[Stored items]
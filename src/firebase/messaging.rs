use super::{google_error_message, GoogleCredentials};
use crate::services::push::{PushDispatch, PushNotification};
use crate::utils::AppError;
use async_trait::async_trait;
use serde_json::{json, Value};
use std::sync::Arc;

const FCM_API_BASE: &str = "https://fcm.googleapis.com/v1";

/// Firebase Cloud Messaging HTTP v1.
pub struct FirebaseMessaging {
    credentials: Arc<GoogleCredentials>,
}

impl FirebaseMessaging {
    pub fn new(credentials: Arc<GoogleCredentials>) -> Self {
        Self { credentials }
    }
}

pub fn message_body(notification: &PushNotification, token: &str) -> Value {
    json!({
        "message": {
            "token": token,
            "notification": notification,
        }
    })
}

#[async_trait]
impl PushDispatch for FirebaseMessaging {
    async fn send(&self, notification: &PushNotification, token: &str) -> Result<(), AppError> {
        let url = format!("{}/projects/{}/messages:send", FCM_API_BASE, self.credentials.project_id());
        let access_token = self.credentials.access_token().await?;

        let response = self
            .credentials
            .http()
            .post(&url)
            .bearer_auth(access_token)
            .json(&message_body(notification, token))
            .send()
            .await
            .map_err(|e| AppError::Push(format!("FCM request failed: {}", e)))?;

        if !response.status().is_success() {
            let status = response.status();
            let body = response.text().await.unwrap_or_default();
            return Err(AppError::Push(google_error_message(status, &body)));
        }

        log::debug!("📨 Push delivered to FCM: {}", notification.title);
        Ok(())
    }
}
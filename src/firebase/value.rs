//! Conversion between plain JSON and Firestore's typed REST value encoding.

use crate::services::document_store::Fields;
use serde_json::{json, Map, Value};

/// Encodes one JSON value as a Firestore `Value`.
pub fn encode_value(value: &Value) -> Value {
    match value {
        Value::Null => json!({ "nullValue": null }),
        Value::Bool(b) => json!({ "booleanValue": b }),
        Value::Number(n) => match n.as_i64() {
            // int64 travels as a decimal string
            Some(i) => json!({ "integerValue": i.to_string() }),
            None => json!({ "doubleValue": n.as_f64().unwrap_or(0.0) }),
        },
        Value::String(s) => json!({ "stringValue": s }),
        Value::Array(items) => {
            let values: Vec<Value> = items.iter().map(encode_value).collect();
            json!({ "arrayValue": { "values": values } })
        }
        Value::Object(map) => json!({ "mapValue": { "fields": encode_fields(map) } }),
    }
}

pub fn encode_fields(fields: &Fields) -> Value {
    Value::Object(
        fields
            .iter()
            .map(|(key, value)| (key.clone(), encode_value(value)))
            .collect(),
    )
}

/// Decodes a Firestore `Value`; unknown kinds (references, geo points, bytes) pass through as-is.
pub fn decode_value(value: &Value) -> Value {
    let Some(object) = value.as_object() else {
        return Value::Null;
    };
    let Some((kind, inner)) = object.iter().next() else {
        return Value::Null;
    };

    match kind.as_str() {
        "nullValue" => Value::Null,
        "booleanValue" | "stringValue" | "timestampValue" | "referenceValue" | "bytesValue" => inner.clone(),
        "integerValue" => match inner {
            Value::String(s) => s.parse::<i64>().map(Value::from).unwrap_or(Value::Null),
            other => other.clone(),
        },
        "doubleValue" => inner.clone(),
        "arrayValue" => Value::Array(
            inner
                .get("values")
                .and_then(Value::as_array)
                .map(|values| values.iter().map(decode_value).collect())
                .unwrap_or_default(),
        ),
        "mapValue" => Value::Object(
            inner
                .get("fields")
                .map(decode_fields)
                .unwrap_or_default(),
        ),
        _ => inner.clone(),
    }
}

pub fn decode_fields(fields: &Value) -> Fields {
    fields
        .as_object()
        .map(|map| {
            map.iter()
                .map(|(key, value)| (key.clone(), decode_value(value)))
                .collect::<Map<String, Value>>()
        })
        .unwrap_or_default()
}
use crate::utils::AppError;
use async_trait::async_trait;
use serde_json::{Map, Value};
use std::cmp::Ordering;
use std::collections::HashMap;
use tokio::sync::RwLock;

/// Field map of a schemaless document.
pub type Fields = Map<String, Value>;

#[derive(Debug, Clone, PartialEq)]
pub struct Document {
    pub id: String,
    pub fields: Fields,
}

impl Document {
    /// `{id, ...fields}` as returned by the user listing.
    pub fn into_json_with_id(self) -> Value {
        let mut object = Map::with_capacity(self.fields.len() + 1);
        object.insert("id".to_string(), Value::String(self.id));
        object.extend(self.fields);
        Value::Object(object)
    }
}

#[derive(Debug, Clone, PartialEq)]
pub enum FieldFilter {
    /// Field value must equal one of `values`.
    In { field: String, values: Vec<Value> },
}

impl FieldFilter {
    pub fn field_in(field: &str, values: Vec<Value>) -> Self {
        FieldFilter::In { field: field.to_string(), values }
    }

    fn matches(&self, fields: &Fields) -> bool {
        match self {
            FieldFilter::In { field, values } => fields
                .get(field)
                .map(|value| values.contains(value))
                .unwrap_or(false),
        }
    }
}

/// Filters are combined with AND.
#[derive(Debug, Clone, PartialEq)]
pub struct Query {
    pub collection: String,
    pub filters: Vec<FieldFilter>,
    /// Results ascend by this field
    pub order_by: Option<String>,
}

impl Query {
    pub fn collection(name: &str) -> Self {
        Self {
            collection: name.to_string(),
            filters: Vec::new(),
            order_by: None,
        }
    }

    pub fn filter(mut self, filter: FieldFilter) -> Self {
        self.filters.push(filter);
        self
    }

    pub fn order_by(mut self, field: &str) -> Self {
        self.order_by = Some(field.to_string());
        self
    }
}

#[async_trait]
pub trait DocumentStore: Send + Sync + 'static {
    async fn get(&self, collection: &str, id: &str) -> Result<Option<Document>, AppError>;
    /// Creates or fully replaces the document.
    async fn set(&self, collection: &str, id: &str, fields: Fields) -> Result<(), AppError>;
    /// Merges `fields` into an existing document; fails if it does not exist.
    async fn update(&self, collection: &str, id: &str, fields: Fields) -> Result<(), AppError>;
    /// Stores a new document under a generated id and returns that id.
    async fn add(&self, collection: &str, fields: Fields) -> Result<String, AppError>;
    async fn list(&self, collection: &str) -> Result<Vec<Document>, AppError>;
    async fn query(&self, query: &Query) -> Result<Vec<Document>, AppError>;
    /// Atomically adds `by` to a numeric field of an existing document.
    async fn increment(&self, collection: &str, id: &str, field: &str, by: i64) -> Result<(), AppError>;
}

/// Orders JSON scalars the way the store sorts them: numbers and strings by value.
pub fn compare_values(a: &Value, b: &Value) -> Ordering {
    match (a, b) {
        (Value::Number(x), Value::Number(y)) => {
            let x = x.as_f64().unwrap_or(0.0);
            let y = y.as_f64().unwrap_or(0.0);
            x.partial_cmp(&y).unwrap_or(Ordering::Equal)
        }
        (Value::String(x), Value::String(y)) => x.cmp(y),
        (Value::Bool(x), Value::Bool(y)) => x.cmp(y),
        _ => Ordering::Equal,
    }
}

/// Process-local store for development and tests.
#[derive(Default)]
pub struct MemoryStore {
    collections: RwLock<HashMap<String, Vec<Document>>>,
}

impl MemoryStore {
    pub fn new() -> Self {
        Self::default()
    }
}

fn not_found(collection: &str, id: &str) -> AppError {
    AppError::Store(format!("No document to update: {}/{}", collection, id))
}

#[async_trait]
impl DocumentStore for MemoryStore {
    async fn get(&self, collection: &str, id: &str) -> Result<Option<Document>, AppError> {
        let collections = self.collections.read().await;
        Ok(collections
            .get(collection)
            .and_then(|docs| docs.iter().find(|doc| doc.id == id))
            .cloned())
    }

    async fn set(&self, collection: &str, id: &str, fields: Fields) -> Result<(), AppError> {
        let mut collections = self.collections.write().await;
        let docs = collections.entry(collection.to_string()).or_default();
        match docs.iter_mut().find(|doc| doc.id == id) {
            Some(doc) => doc.fields = fields,
            None => docs.push(Document { id: id.to_string(), fields }),
        }
        Ok(())
    }

    async fn update(&self, collection: &str, id: &str, fields: Fields) -> Result<(), AppError> {
        let mut collections = self.collections.write().await;
        let doc = collections
            .get_mut(collection)
            .and_then(|docs| docs.iter_mut().find(|doc| doc.id == id))
            .ok_or_else(|| not_found(collection, id))?;
        doc.fields.extend(fields);
        Ok(())
    }

    async fn add(&self, collection: &str, fields: Fields) -> Result<String, AppError> {
        let id = uuid::Uuid::new_v4().simple().to_string();
        let mut collections = self.collections.write().await;
        collections
            .entry(collection.to_string())
            .or_default()
            .push(Document { id: id.clone(), fields });
        Ok(id)
    }

    async fn list(&self, collection: &str) -> Result<Vec<Document>, AppError> {
        let collections = self.collections.read().await;
        Ok(collections.get(collection).cloned().unwrap_or_default())
    }

    async fn query(&self, query: &Query) -> Result<Vec<Document>, AppError> {
        let collections = self.collections.read().await;
        let mut matched: Vec<Document> = collections
            .get(&query.collection)
            .map(|docs| {
                docs.iter()
                    .filter(|doc| query.filters.iter().all(|f| f.matches(&doc.fields)))
                    .cloned()
                    .collect()
            })
            .unwrap_or_default();

        if let Some(field) = &query.order_by {
            // Documents lacking the ordering field are excluded, as in the hosted store
            matched.retain(|doc| doc.fields.contains_key(field));
            // Stable sort keeps insertion order for equal keys
            matched.sort_by(|a, b| compare_values(&a.fields[field], &b.fields[field]));
        }

        Ok(matched)
    }

    async fn increment(&self, collection: &str, id: &str, field: &str, by: i64) -> Result<(), AppError> {
        let mut collections = self.collections.write().await;
        let doc = collections
            .get_mut(collection)
            .and_then(|docs| docs.iter_mut().find(|doc| doc.id == id))
            .ok_or_else(|| not_found(collection, id))?;
        let current = doc.fields.get(field).and_then(Value::as_i64).unwrap_or(0);
        doc.fields.insert(field.to_string(), Value::from(current + by));
        Ok(())
    }
}

#[cfg(test)]
mod tests {
    use super::*;
    use serde_json::json;

    fn fields(value: Value) -> Fields {
        match value {
            Value::Object(map) => map,
            _ => panic!("expected object"),
        }
    }

    #[tokio::test]
    async fn test_update_missing_document_fails() {
        let store = MemoryStore::new();
        let result = store.update("users", "ghost", fields(json!({ "status": "offline" }))).await;
        assert!(matches!(result, Err(AppError::Store(_))));
    }

    #[tokio::test]
    async fn test_update_merges_fields() {
        let store = MemoryStore::new();
        store.set("users", "u1", fields(json!({ "email": "a@b.c", "status": "online" }))).await.unwrap();
        store.update("users", "u1", fields(json!({ "status": "offline" }))).await.unwrap();

        let doc = store.get("users", "u1").await.unwrap().unwrap();
        assert_eq!(doc.fields["email"], "a@b.c");
        assert_eq!(doc.fields["status"], "offline");
    }

    #[tokio::test]
    async fn test_increment_treats_missing_field_as_zero() {
        let store = MemoryStore::new();
        store.set("users", "u1", fields(json!({ "email": "a@b.c" }))).await.unwrap();
        store.increment("users", "u1", "notifications", 1).await.unwrap();
        store.increment("users", "u1", "notifications", 2).await.unwrap();

        let doc = store.get("users", "u1").await.unwrap().unwrap();
        assert_eq!(doc.fields["notifications"], 3);
    }

    #[tokio::test]
    async fn test_query_filters_and_orders() {
        let store = MemoryStore::new();
        for (from, to, ts) in [("a", "b", "3"), ("b", "a", "1"), ("a", "c", "2"), ("b", "b", "2")] {
            store
                .add("messages", fields(json!({ "senderUid": from, "receiverUid": to, "timestamp": ts })))
                .await
                .unwrap();
        }

        let query = Query::collection("messages")
            .filter(FieldFilter::field_in("senderUid", vec![json!("a"), json!("b")]))
            .filter(FieldFilter::field_in("receiverUid", vec![json!("a"), json!("b")]))
            .order_by("timestamp");

        let timestamps: Vec<_> = store
            .query(&query)
            .await
            .unwrap()
            .into_iter()
            .map(|doc| doc.fields["timestamp"].clone())
            .collect();
        assert_eq!(timestamps, vec![json!("1"), json!("2"), json!("3")]);
    }

    #[tokio::test]
    async fn test_query_skips_documents_without_order_field() {
        let store = MemoryStore::new();
        store.add("messages", fields(json!({ "senderUid": "a" }))).await.unwrap();
        store.add("messages", fields(json!({ "senderUid": "a", "timestamp": "1" }))).await.unwrap();

        let query = Query::collection("messages").order_by("timestamp");
        assert_eq!(store.query(&query).await.unwrap().len(), 1);
    }

    #[test]
    fn test_document_json_carries_id() {
        let doc = Document { id: "u1".into(), fields: fields(json!({ "email": "a@b.c" })) };
        assert_eq!(doc.into_json_with_id(), json!({ "id": "u1", "email": "a@b.c" }));
    }
}
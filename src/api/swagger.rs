use utoipa::OpenApi;

#[derive(OpenApi)]
#[openapi(
    info(
        title = "Chat Relay API",
        version = "1.0.0",
        description = "Minimal chat backend. Accounts live in the identity provider, users and messages in the document store, notifications go out through push dispatch.\n\n**Note:** no endpoint requires a bearer token; callers are trusted to pass their own UIDs."
    ),
    paths(
        // Auth endpoints
        crate::api::auth::register,
        crate::api::auth::login,
        crate::api::auth::logout,

        // Users
        crate::api::users::list_users,

        // Messages
        crate::api::messages::send_message,
        crate::api::messages::get_messages,

        // Health
        crate::api::health::health_check,
    ),
    components(
        schemas(
            crate::services::chat_service::CredentialsRequest,
            crate::services::chat_service::LogoutRequest,
            crate::services::chat_service::SendMessageRequest,
            crate::services::chat_service::RegisterResponse,
            crate::services::chat_service::LoginResponse,
            crate::services::chat_service::MessageResponse,
            crate::services::chat_service::MessagesResponse,
            crate::models::IdentityUser,
            crate::models::MessageRecord,
            crate::models::UserStatus,
            crate::api::health::HealthResponse,
        )
    ),
    tags(
        (name = "Auth", description = "Registration, login (custom token issuance) and logout."),
        (name = "Users", description = "User documents as stored, password hashes included."),
        (name = "Messages", description = "Send a message and read the conversation between two users."),
        (name = "Health", description = "Liveness endpoint."),
    )
)]
pub struct ApiDoc;

#[cfg(test)]
mod tests {
    use super::*;

    #[test]
    fn test_openapi_lists_chat_routes() {
        let doc = ApiDoc::openapi();
        for path in ["/register", "/login", "/logout", "/users", "/send-message", "/get-messages", "/health"] {
            assert!(doc.paths.paths.contains_key(path), "missing {}", path);
        }
    }
}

* _What you should do_:
The word "matches" appears in some of the lines above. Copy those lines.

* _Answer to this task_:
    fn matches(&self, fields: &Fields) -> bool {
                    .filter(|doc| query.filters.iter().all(|f| f.matches(&doc.fields)))
        assert!(matches!(result, Err(AppError::Store(_))));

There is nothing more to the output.